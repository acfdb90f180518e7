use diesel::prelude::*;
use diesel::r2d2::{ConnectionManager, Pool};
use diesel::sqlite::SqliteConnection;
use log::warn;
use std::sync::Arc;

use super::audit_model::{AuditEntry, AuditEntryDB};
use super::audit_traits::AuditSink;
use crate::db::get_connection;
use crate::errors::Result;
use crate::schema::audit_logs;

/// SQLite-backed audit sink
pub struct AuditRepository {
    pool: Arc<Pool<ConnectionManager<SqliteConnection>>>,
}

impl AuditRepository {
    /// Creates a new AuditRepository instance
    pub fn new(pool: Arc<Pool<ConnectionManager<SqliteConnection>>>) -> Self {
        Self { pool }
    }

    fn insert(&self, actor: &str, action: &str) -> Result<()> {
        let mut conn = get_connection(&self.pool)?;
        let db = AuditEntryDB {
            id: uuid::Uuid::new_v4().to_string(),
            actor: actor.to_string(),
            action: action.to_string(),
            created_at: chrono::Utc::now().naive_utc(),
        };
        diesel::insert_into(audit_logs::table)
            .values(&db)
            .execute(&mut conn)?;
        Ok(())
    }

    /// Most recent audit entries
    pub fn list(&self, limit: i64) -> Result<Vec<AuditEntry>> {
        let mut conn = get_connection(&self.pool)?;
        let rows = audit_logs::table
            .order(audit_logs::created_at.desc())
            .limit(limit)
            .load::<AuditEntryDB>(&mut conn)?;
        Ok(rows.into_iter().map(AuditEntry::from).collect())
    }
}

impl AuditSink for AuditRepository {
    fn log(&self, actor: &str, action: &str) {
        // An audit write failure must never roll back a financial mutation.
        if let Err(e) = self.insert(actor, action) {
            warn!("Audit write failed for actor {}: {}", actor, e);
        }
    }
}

----------

EXERCISE OBJECTIVE → Identify each line in the records above that contains the word "crate", and copy it out in full.

SOLUTION →
use crate::db::get_connection;
use crate::errors::Result;
use crate::schema::audit_logs;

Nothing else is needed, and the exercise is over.